Go through the records and copy each line where the string "down" occurs.

··· Data to use

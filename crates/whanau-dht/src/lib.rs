//! Whanau DHT - Sybil-resistant routing built from random walks
//!
//! Every node samples the peer graph with fixed-length random walks and
//! assembles, per layer, an identifier, a finger table and a successor
//! table. Lookups narrow toward a key through the fingers and answer from
//! the successor tables.

pub mod lookup;
pub mod node;
pub mod routing;
pub mod rpc;
pub mod setup;
pub mod storage;

pub use node::WhanauNode;
pub use routing::RoutingTables;
pub use setup::SetupReport;
pub use storage::RecordStore;

use serde::{Deserialize, Serialize};
use thiserror::Error;
use whanau_core::proto::ResultKind;

#[derive(Error, Debug)]
pub enum DhtError {
    #[error("Peer unreachable: {0}")]
    Unreachable(String),

    #[error("Not found: {0}")]
    NotFound(String),

    #[error("Layer {layer} not ready")]
    NotReady { layer: usize },

    #[error("Invalid argument: {0}")]
    InvalidArgument(String),

    #[error("Node has no neighbors")]
    NoNeighbors,

    #[error("Protocol error: {0}")]
    Protocol(String),
}

impl DhtError {
    /// The wire status reported for this error
    pub fn kind(&self) -> ResultKind {
        match self {
            DhtError::Unreachable(_) => ResultKind::Unreachable,
            DhtError::NotFound(_) | DhtError::NotReady { .. } | DhtError::NoNeighbors => {
                ResultKind::NotFound
            }
            DhtError::InvalidArgument(_) | DhtError::Protocol(_) => ResultKind::InvalidArgument,
        }
    }

    /// Rebuild an error from a non-success wire status
    pub fn from_kind(kind: ResultKind, context: impl Into<String>) -> Self {
        let context = context.into();
        match kind {
            ResultKind::Unreachable => DhtError::Unreachable(context),
            ResultKind::NotFound => DhtError::NotFound(context),
            ResultKind::InvalidArgument => DhtError::InvalidArgument(context),
            ResultKind::Success => DhtError::Protocol(format!("unexpected success: {}", context)),
        }
    }
}

impl From<whanau_core::Error> for DhtError {
    fn from(err: whanau_core::Error) -> Self {
        match err {
            whanau_core::Error::Unreachable(peer) => DhtError::Unreachable(peer),
            other => DhtError::Protocol(other.to_string()),
        }
    }
}

pub type Result<T> = std::result::Result<T, DhtError>;

/// Setup and lookup parameters, fixed at node construction
#[derive(Debug, Clone, PartialEq, Serialize, Deserialize)]
#[serde(default)]
pub struct WhanauConfig {
    /// Number of layers
    pub nlayers: usize,
    /// Finger table size per layer
    pub rf: usize,
    /// Random walk length
    pub w: u32,
    /// Number of records sampled into the db
    pub rd: usize,
    /// Number of nodes sampled per successor table
    pub rs: usize,
    /// Successor records pulled from each sampled node
    pub t: usize,
    /// Extra attempts per sample slot before it is dropped
    pub sample_retries: usize,
    /// Fingers queried per lookup try
    pub max_query_attempts: usize,
    /// Lookup tries delegated to random-walk peers after the local try
    pub max_delegations: usize,
    /// RNG seed; mixed with the node address so nodes differ
    pub seed: Option<u64>,
}

impl Default for WhanauConfig {
    fn default() -> Self {
        Self {
            nlayers: 4,
            rf: 7,
            w: 10,
            rd: 14,
            rs: 35,
            t: 5,
            sample_retries: 1,
            max_query_attempts: 8,
            max_delegations: 2,
            seed: None,
        }
    }
}

/// Multiplier on the analytic walk length and successor sample count
pub const WALK_CONSTANT: usize = 5;

impl WhanauConfig {
    /// Derive parameters for `nodes` peers holding `keys_per_node` records each
    pub fn for_network(nodes: usize, keys_per_node: usize) -> Self {
        let records = (nodes * keys_per_node).max(1) as f64;
        let sqrt = records.sqrt() as usize;
        let walk = WALK_CONSTANT * (nodes.max(1) as f64).ln() as usize;

        Self {
            nlayers: records.ln() as usize + 1,
            rf: sqrt.max(1),
            w: walk.max(1) as u32,
            rd: (2 * sqrt).max(1),
            rs: (WALK_CONSTANT * sqrt).max(1),
            t: 5,
            ..Self::default()
        }
    }

    /// Reject parameters that cannot produce a usable table
    pub fn validate(&self) -> Result<()> {
        let checks = [
            ("nlayers", self.nlayers),
            ("rf", self.rf),
            ("w", self.w as usize),
            ("rd", self.rd),
            ("rs", self.rs),
            ("t", self.t),
        ];
        for (name, value) in checks {
            if value == 0 {
                return Err(DhtError::InvalidArgument(format!("{} must be at least 1", name)));
            }
        }
        Ok(())
    }
}
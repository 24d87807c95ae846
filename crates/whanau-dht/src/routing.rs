//! Layered routing tables and finger selection
//!
//! Successor tables hold the records that *follow* a node's layer id, so a
//! lookup wants the finger whose id most closely *precedes* the key. All
//! comparisons are on a ring: ids greater than the key are predecessors
//! only after wrapping around.

use std::cmp::Ordering;
use std::collections::HashSet;
use whanau_core::{Address, Finger, Key, Record};

/// Per-layer ids, finger tables and successor tables for one node
#[derive(Debug, Clone, Default, PartialEq)]
pub struct RoutingTables {
    ids: Vec<Key>,
    fingers: Vec<Vec<Finger>>,
    succ: Vec<Vec<Record>>,
}

impl RoutingTables {
    /// Number of layers with a committed id
    pub fn layers(&self) -> usize {
        self.ids.len()
    }

    /// Number of layers whose finger and successor tables are complete
    pub fn complete_layers(&self) -> usize {
        self.fingers.len().min(self.succ.len())
    }

    pub fn ids(&self) -> &[Key] {
        &self.ids
    }

    pub fn id(&self, layer: usize) -> Option<&Key> {
        self.ids.get(layer)
    }

    /// Finger table of `layer`, empty if the layer is not built yet
    pub fn fingers(&self, layer: usize) -> &[Finger] {
        self.fingers.get(layer).map(Vec::as_slice).unwrap_or(&[])
    }

    /// Successor table of `layer`, empty if the layer is not built yet
    pub fn successors(&self, layer: usize) -> &[Record] {
        self.succ.get(layer).map(Vec::as_slice).unwrap_or(&[])
    }

    /// Commit the id of the next layer
    pub(crate) fn push_id(&mut self, id: Key) {
        self.ids.push(id);
    }

    /// Commit the sorted tables of the layer whose id was pushed last
    pub(crate) fn push_tables(&mut self, fingers: Vec<Finger>, succ: Vec<Record>) {
        debug_assert!(fingers.windows(2).all(|w| w[0].id <= w[1].id));
        debug_assert!(succ.windows(2).all(|w| w[0].key <= w[1].key));
        self.fingers.push(fingers);
        self.succ.push(succ);
    }

    /// Every built layer has both tables, sorted, and at most one committed
    /// id is still waiting for its tables
    pub fn is_well_formed(&self) -> bool {
        let built = self.fingers.len();
        built == self.succ.len()
            && (built == self.ids.len() || built + 1 == self.ids.len())
            && self.fingers.iter().all(|t| t.windows(2).all(|w| w[0].id <= w[1].id))
            && self.succ.iter().all(|t| t.windows(2).all(|w| w[0].key <= w[1].key))
    }

    /// Binary search one layer's successor table
    pub fn find_successor(&self, layer: usize, key: &Key) -> Option<&Record> {
        let table = self.successors(layer);
        let index = table.partition_point(|record| record.key < *key);
        table.get(index).filter(|record| record.key == *key)
    }

    /// Search every layer's successor table, top layer first
    pub fn find(&self, key: &Key) -> Option<&Record> {
        (0..self.complete_layers())
            .rev()
            .find_map(|layer| self.find_successor(layer, key))
    }

    /// Fingers worth querying for `key`, best first, paired with their layer.
    ///
    /// The anchor `x0` is the closest layer-0 finger preceding the key. A
    /// layer's candidates are its fingers with ids in `[x0, key]`; layers
    /// are visited from the top down and each layer's candidates are
    /// ordered closest predecessor first. Each (server, layer) appears once.
    pub fn finger_candidates(&self, key: &Key) -> Vec<(Finger, usize)> {
        let anchor = closest_predecessor(self.fingers(0), key).map(|f| f.id.clone());
        let mut seen: HashSet<(Address, usize)> = HashSet::new();
        let mut out = Vec::new();

        for layer in (0..self.complete_layers()).rev() {
            let mut candidates: Vec<&Finger> = self
                .fingers(layer)
                .iter()
                .filter(|f| match &anchor {
                    Some(x0) => in_arc(x0, &f.id, key),
                    None => true,
                })
                .collect();
            candidates.sort_by(|a, b| predecessor_order(key, &a.id, &b.id));

            for finger in candidates {
                if seen.insert((finger.server.clone(), layer)) {
                    out.push((finger.clone(), layer));
                }
            }
        }
        out
    }
}

/// The finger in a sorted table whose id most closely precedes `key`,
/// wrapping to the largest id when every id is greater than the key
pub fn closest_predecessor<'a>(fingers: &'a [Finger], key: &Key) -> Option<&'a Finger> {
    let index = fingers.partition_point(|f| f.id <= *key);
    if index > 0 {
        fingers.get(index - 1)
    } else {
        fingers.last()
    }
}

/// Whether `id` lies on the ring arc from `from` to `to`, both inclusive
pub fn in_arc(from: &Key, id: &Key, to: &Key) -> bool {
    if from <= to {
        from <= id && id <= to
    } else {
        id >= from || id <= to
    }
}

/// Order two ids by how closely they precede `key`: ids not past the key
/// come first, largest first; wrapped ids follow, largest first
pub fn predecessor_order(key: &Key, a: &Key, b: &Key) -> Ordering {
    (a > key).cmp(&(b > key)).then_with(|| b.cmp(a))
}

#[cfg(test)]
mod tests {
    use super::*;
    use whanau_core::{sort_fingers, Value};

    fn finger(id: &str, server: &str) -> Finger {
        Finger::new(Key::from(id), Address::new(server))
    }

    fn record(key: &str) -> Record {
        Record::new(key, Value::new(vec![format!("srv-{}", key)]))
    }

    fn tables(layers: Vec<(&str, Vec<Finger>, Vec<Record>)>) -> RoutingTables {
        let mut tables = RoutingTables::default();
        for (id, mut fingers, succ) in layers {
            sort_fingers(&mut fingers);
            tables.push_id(Key::from(id));
            tables.push_tables(fingers, succ);
        }
        tables
    }

    #[test]
    fn test_closest_predecessor() {
        let fingers = vec![finger("b", "1"), finger("d", "2"), finger("f", "3")];
        let key = Key::from("e");
        assert_eq!(closest_predecessor(&fingers, &key).unwrap().id, Key::from("d"));

        let exact = Key::from("d");
        assert_eq!(closest_predecessor(&fingers, &exact).unwrap().id, Key::from("d"));

        // Wraps to the largest id
        let key = Key::from("a");
        assert_eq!(closest_predecessor(&fingers, &key).unwrap().id, Key::from("f"));

        assert!(closest_predecessor(&[], &key).is_none());
    }

    #[test]
    fn test_in_arc() {
        let (b, d, f) = (Key::from("b"), Key::from("d"), Key::from("f"));
        assert!(in_arc(&b, &d, &f));
        assert!(in_arc(&b, &b, &f));
        assert!(!in_arc(&d, &b, &f));
        // Wrapping arc f -> b
        assert!(in_arc(&f, &Key::from("z"), &b));
        assert!(in_arc(&f, &Key::from("a"), &b));
        assert!(!in_arc(&f, &d, &b));
    }

    #[test]
    fn test_predecessor_order() {
        let key = Key::from("m");
        let mut ids = vec![Key::from("a"), Key::from("z"), Key::from("k"), Key::from("n")];
        ids.sort_by(|a, b| predecessor_order(&key, a, b));
        assert_eq!(
            ids,
            vec![Key::from("k"), Key::from("a"), Key::from("z"), Key::from("n")]
        );
    }

    #[test]
    fn test_find_successor_binary_search() {
        let tables = tables(vec![(
            "a",
            vec![],
            vec![record("a"), record("c"), record("c"), record("e")],
        )]);
        assert_eq!(tables.find_successor(0, &Key::from("c")).unwrap().key, Key::from("c"));
        assert!(tables.find_successor(0, &Key::from("d")).is_none());
        assert!(tables.find_successor(5, &Key::from("c")).is_none());
        assert!(tables.find(&Key::from("e")).is_some());
    }

    #[test]
    fn test_candidates_prefer_top_layer_and_closest() {
        let tables = tables(vec![
            ("a", vec![finger("b", "n1"), finger("g", "n2"), finger("p", "n3")], vec![]),
            (
                "b",
                vec![finger("c", "n4"), finger("f", "n5"), finger("h", "n6"), finger("a", "n7")],
                vec![],
            ),
        ]);

        // Anchor is "g" (closest layer-0 id before "k")
        let picked: Vec<_> = tables
            .finger_candidates(&Key::from("k"))
            .into_iter()
            .map(|(f, layer)| (f.server.as_str().to_string(), layer))
            .collect();
        assert_eq!(
            picked,
            vec![("n6".to_string(), 1), ("n2".to_string(), 0)]
        );
    }

    #[test]
    fn test_candidates_skip_duplicate_servers() {
        let tables = tables(vec![(
            "a",
            vec![finger("c", "n1"), finger("c", "n1"), finger("d", "n2")],
            vec![],
        )]);
        let candidates = tables.finger_candidates(&Key::from("c"));
        assert_eq!(candidates.len(), 1);
        assert_eq!(candidates[0].0.server, Address::new("n1"));
    }

    #[test]
    fn test_candidates_empty_without_fingers() {
        let tables = tables(vec![("a", vec![], vec![])]);
        assert!(tables.finger_candidates(&Key::from("a")).is_empty());
        assert!(RoutingTables::default().finger_candidates(&Key::from("a")).is_empty());
    }

    #[test]
    fn test_well_formed_tracks_staging() {
        let mut tables = RoutingTables::default();
        assert!(tables.is_well_formed());
        tables.push_id(Key::from("x"));
        assert!(tables.is_well_formed());
        tables.push_tables(vec![finger("a", "n1")], vec![record("x")]);
        assert!(tables.is_well_formed());

        // Tables pushed without an id are never published by setup
        tables.push_tables(vec![], vec![]);
        assert!(!tables.is_well_formed());
    }

    #[test]
    fn test_uncommitted_layer_reads_empty() {
        let mut tables = RoutingTables::default();
        tables.push_id(Key::from("x"));
        assert_eq!(tables.layers(), 1);
        assert_eq!(tables.complete_layers(), 0);
        assert!(tables.fingers(0).is_empty());
        assert!(tables.successors(0).is_empty());
    }
}
//! Setup: rebuild a node's db, layer ids, fingers and successor tables
//!
//! Every table is built from independent random-walk samples. A sample
//! that cannot be collected is retried a bounded number of times and then
//! dropped; setup never aborts because some peers are unreachable.

use crate::node::{stable_name, WhanauNode};
use crate::routing::RoutingTables;
use crate::{rpc, DhtError, Result};
use rand::seq::SliceRandom;
use serde::Serialize;
use std::future::Future;
use whanau_core::{sort_fingers, sort_records, Finger, Key, Record, Transport};

/// Outcome of one setup pass
#[derive(Debug, Clone, Default, PartialEq, Eq, Serialize)]
pub struct SetupReport {
    /// Records in the fresh db
    pub db_records: usize,
    /// Finger table size per layer
    pub fingers: Vec<usize>,
    /// Successor table size per layer
    pub successors: Vec<usize>,
    /// Sample slots given up on during this pass
    pub dropped_samples: u64,
}

impl<T: Transport> WhanauNode<T> {
    /// Rebuild all routing state from scratch.
    ///
    /// Fails only when the node has no neighbors or its parameters are
    /// invalid; otherwise always leaves a complete (possibly sparse) set of
    /// `nlayers` layers.
    pub async fn setup(&self) -> Result<SetupReport> {
        self.config.validate()?;
        if self.neighbors.is_empty() {
            return Err(DhtError::NoNeighbors);
        }

        let config = self.config.clone();
        let dropped_before = self.dropped_samples();
        tracing::debug!("Setup of {} ({} layers)", self.address, config.nlayers);

        let db = self.sample_records(config.rd, config.w).await;
        let mut report = SetupReport {
            db_records: db.len(),
            ..SetupReport::default()
        };
        self.store.replace_db(db);

        let mut staging = RoutingTables::default();
        self.publish(&staging);

        for layer in 0..config.nlayers {
            let id = self.choose_id(layer);
            staging.push_id(id.clone());
            self.publish(&staging);

            let mut fingers = self.construct_fingers(layer, config.rf, config.w).await;
            sort_fingers(&mut fingers);

            let mut succ = self
                .successors_following(&id, config.w, config.rs, config.t)
                .await;
            sort_records(&mut succ);

            report.fingers.push(fingers.len());
            report.successors.push(succ.len());
            staging.push_tables(fingers, succ);
            self.publish(&staging);
        }

        report.dropped_samples = self.dropped_samples() - dropped_before;
        tracing::info!(
            "Setup of {} done: db {}, fingers {:?}, successors {:?}, dropped {}",
            self.address,
            report.db_records,
            report.fingers,
            report.successors,
            report.dropped_samples
        );
        Ok(report)
    }

    /// Draw `rd` records, each held by the end of an independent walk
    pub async fn sample_records(&self, rd: usize, w: u32) -> Vec<Record> {
        let mut db = Vec::with_capacity(rd);
        for _ in 0..rd {
            let sampled = self
                .with_retries("record sample", || self.record_sample(w))
                .await;
            db.extend(sampled);
        }
        db
    }

    /// Pick the id for `layer`.
    ///
    /// Layer 0 takes the key of a random db record, falling back to a local
    /// record and then to a name derived from the address. Higher layers
    /// copy the id of a random finger one layer down, so each layer's ids
    /// follow the key distribution of the layer beneath it.
    pub fn choose_id(&self, layer: usize) -> Key {
        let tables = self.tables();
        if layer == 0 {
            let db = self.db();
            return self.with_rng(|rng| {
                if let Some(record) = db.choose(rng) {
                    return record.key.clone();
                }
                self.store
                    .sample_local(rng)
                    .map(|record| record.key)
                    .unwrap_or_else(|| stable_name(&self.address))
            });
        }

        let below = layer - 1;
        self.with_rng(|rng| tables.fingers(below).choose(rng).map(|f| f.id.clone()))
            .or_else(|| tables.id(below).cloned())
            .unwrap_or_else(|| stable_name(&self.address))
    }

    /// Sample `rf` walk ends and label each with its id at `layer`.
    /// The result is unsorted.
    pub async fn construct_fingers(&self, layer: usize, rf: usize, w: u32) -> Vec<Finger> {
        let mut fingers = Vec::with_capacity(rf);
        for _ in 0..rf {
            let finger = self
                .with_retries("finger", || self.finger_sample(layer, w))
                .await;
            fingers.extend(finger);
        }
        fingers
    }

    /// Sample `rs` walk ends and collect from each up to `t` db records
    /// following this node's id at `layer`. Duplicates are kept; the result
    /// is unsorted.
    pub async fn successors(&self, layer: usize, w: u32, rs: usize, t: usize) -> Result<Vec<Record>> {
        let id = self.get_id(layer)?;
        Ok(self.successors_following(&id, w, rs, t).await)
    }

    async fn successors_following(&self, id: &Key, w: u32, rs: usize, t: usize) -> Vec<Record> {
        let mut succ = Vec::with_capacity(rs * t);
        for _ in 0..rs {
            let records = self
                .with_retries("successor sample", || self.successor_sample(id, w, t))
                .await;
            succ.extend(records.into_iter().flatten());
        }
        succ
    }

    async fn record_sample(&self, w: u32) -> Result<Record> {
        let end = self.random_walk(w).await?;
        rpc::sample_record(&self.transport, &end).await
    }

    async fn finger_sample(&self, layer: usize, w: u32) -> Result<Finger> {
        let server = self.random_walk(w).await?;
        let id = rpc::get_id(&self.transport, &server, layer).await?;
        Ok(Finger::new(id, server))
    }

    async fn successor_sample(&self, id: &Key, w: u32, t: usize) -> Result<Vec<Record>> {
        let end = self.random_walk(w).await?;
        rpc::successors(&self.transport, &end, id, t).await
    }

    /// Run `op` once plus up to `sample_retries` more times, dropping the
    /// sample if every attempt fails
    async fn with_retries<X, F, Fut>(&self, what: &str, mut op: F) -> Option<X>
    where
        F: FnMut() -> Fut,
        Fut: Future<Output = Result<X>>,
    {
        for attempt in 0..=self.config.sample_retries {
            match op().await {
                Ok(value) => return Some(value),
                Err(e) => {
                    tracing::debug!(
                        "{}: {} attempt {} failed: {}",
                        self.address,
                        what,
                        attempt + 1,
                        e
                    );
                }
            }
        }
        self.note_dropped();
        None
    }
}
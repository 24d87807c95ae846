//! whanau-sim - run a Whanau DHT network in one process

use anyhow::Result;
use clap::{Parser, Subcommand};
use std::path::PathBuf;
use tracing_subscriber::{fmt, prelude::*, EnvFilter};
use whanau_sim::{Config, SimReport};

#[derive(Parser)]
#[command(name = "whanau-sim")]
#[command(about = "Simulate a Sybil-resistant Whanau DHT", long_about = None)]
struct Cli {
    /// Path to a TOML config file
    #[arg(short, long)]
    config: Option<PathBuf>,

    /// Enable verbose output
    #[arg(short, long)]
    verbose: bool,

    #[command(subcommand)]
    command: Commands,
}

#[derive(Subcommand)]
enum Commands {
    /// Build a network, run setup and look every key up
    Run {
        /// Number of nodes (overrides config)
        #[arg(short, long)]
        nodes: Option<usize>,

        /// Records per node (overrides config)
        #[arg(short, long)]
        keys_per_node: Option<usize>,

        /// RNG seed (overrides config)
        #[arg(short, long)]
        seed: Option<u64>,

        /// Nodes to take down before setup (overrides config)
        #[arg(short, long)]
        fail: Vec<usize>,

        /// Print the report as JSON
        #[arg(long)]
        json: bool,
    },

    /// Print the parameters derived for a network
    Params {
        /// Number of nodes (overrides config)
        #[arg(short, long)]
        nodes: Option<usize>,

        /// Records per node (overrides config)
        #[arg(short, long)]
        keys_per_node: Option<usize>,
    },

    /// Print a default config file
    Init,
}

#[tokio::main]
async fn main() -> Result<()> {
    let cli = Cli::parse();

    // Set up logging
    let filter = if cli.verbose {
        EnvFilter::new("debug")
    } else {
        EnvFilter::new("info")
    };

    tracing_subscriber::registry()
        .with(fmt::layer().with_writer(std::io::stderr))
        .with(filter)
        .init();

    let mut config = match &cli.config {
        Some(path) => Config::load(path)?,
        None => Config::default(),
    };

    match cli.command {
        Commands::Run { nodes, keys_per_node, seed, fail, json } => {
            override_network(&mut config, nodes, keys_per_node);
            if seed.is_some() {
                config.network.seed = seed;
            }
            if !fail.is_empty() {
                config.network.failed_nodes = fail;
            }
            let report = whanau_sim::run(&config).await?;
            if json {
                println!("{}", serde_json::to_string_pretty(&report)?);
            } else {
                print_report(&report);
            }
        }
        Commands::Params { nodes, keys_per_node } => {
            override_network(&mut config, nodes, keys_per_node);
            config.validate()?;
            println!("{}", toml::to_string_pretty(&config.whanau_config())?);
        }
        Commands::Init => {
            print!("{}", toml::to_string_pretty(&Config::default())?);
        }
    }

    Ok(())
}

fn override_network(config: &mut Config, nodes: Option<usize>, keys_per_node: Option<usize>) {
    if let Some(nodes) = nodes {
        config.network.nodes = nodes;
    }
    if let Some(keys) = keys_per_node {
        config.network.keys_per_node = keys;
    }
}

fn print_report(report: &SimReport) {
    let p = &report.params;
    println!("Network: {} nodes, {} records", report.nodes, report.records);
    if !report.failed_nodes.is_empty() {
        println!("Failed nodes: {:?}", report.failed_nodes);
    }
    println!(
        "Params: nlayers={} rf={} w={} rd={} rs={} t={}",
        p.nlayers, p.rf, p.w, p.rd, p.rs, p.t
    );
    println!("Setup: {} ms", report.setup_millis);

    let dropped: u64 = report.setups.iter().map(|s| s.dropped_samples).sum();
    let fingers: usize = report.setups.iter().map(|s| s.fingers.iter().sum::<usize>()).sum();
    let successors: usize = report.setups.iter().map(|s| s.successors.iter().sum::<usize>()).sum();
    println!(
        "  {} fingers, {} successor entries, {} dropped samples",
        fingers, successors, dropped
    );
    println!();

    println!(
        "db coverage:        {}/{} ({:.1}%)",
        report.db_coverage.covered,
        report.db_coverage.total,
        report.db_coverage.fraction() * 100.0
    );
    println!(
        "successor coverage: {}/{} ({:.1}%)",
        report.successor_coverage.covered,
        report.successor_coverage.total,
        report.successor_coverage.fraction() * 100.0
    );

    let l = &report.lookups;
    println!(
        "lookups:            {}/{} ({:.1}%), {} not found, {} unreachable, {} wrong",
        l.found,
        l.total,
        l.success_rate() * 100.0,
        l.not_found,
        l.unreachable,
        l.wrong
    );
    println!("RPC calls: {} ({} failed)", report.calls, report.failed_calls);
}
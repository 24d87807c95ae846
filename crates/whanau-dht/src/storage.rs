//! Record storage: authoritative local records and the sampled db cache

use parking_lot::RwLock;
use rand::Rng;
use std::collections::BTreeMap;
use std::sync::Arc;
use whanau_core::{sort_records, Key, Record, Value};

/// Records held by one node
#[derive(Default)]
pub struct RecordStore {
    /// Records this node is authoritative for
    local: RwLock<BTreeMap<Key, Value>>,
    /// Records sampled from the network, sorted by key
    db: RwLock<Arc<Vec<Record>>>,
}

impl RecordStore {
    pub fn new() -> Self {
        Self::default()
    }

    /// Store an authoritative record, returning the value it replaced
    pub fn insert_local(&self, key: Key, value: Value) -> Option<Value> {
        self.local.write().insert(key, value)
    }

    pub fn remove_local(&self, key: &Key) -> Option<Value> {
        self.local.write().remove(key)
    }

    /// Snapshot of the local records in key order
    pub fn local_records(&self) -> Vec<Record> {
        self.local
            .read()
            .iter()
            .map(|(key, value)| Record::new(key.clone(), value.clone()))
            .collect()
    }

    pub fn local_len(&self) -> usize {
        self.local.read().len()
    }

    /// Pick one local record uniformly at random
    pub fn sample_local<R: Rng + ?Sized>(&self, rng: &mut R) -> Option<Record> {
        let local = self.local.read();
        if local.is_empty() {
            return None;
        }
        let index = rng.gen_range(0..local.len());
        local
            .iter()
            .nth(index)
            .map(|(key, value)| Record::new(key.clone(), value.clone()))
    }

    /// Replace the db wholesale with a fresh sample
    pub fn replace_db(&self, mut records: Vec<Record>) {
        sort_records(&mut records);
        *self.db.write() = Arc::new(records);
    }

    /// Current db snapshot, sorted by key
    pub fn db(&self) -> Arc<Vec<Record>> {
        self.db.read().clone()
    }

    /// The first `count` db records at or after `key`, wrapping around the
    /// end of the key space. Never returns more records than the db holds.
    pub fn successors_of(&self, key: &Key, count: usize) -> Vec<Record> {
        let db = self.db();
        if db.is_empty() {
            return Vec::new();
        }
        let start = db.partition_point(|record| record.key < *key);
        db.iter()
            .cycle()
            .skip(start)
            .take(count.min(db.len()))
            .cloned()
            .collect()
    }
}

······

Output for this exercise =
    /// are visited from the top down and each layer's candidates are
    /// copy the id of a random finger one layer down, so each layer's ids
        /// Nodes to take down before setup (overrides config)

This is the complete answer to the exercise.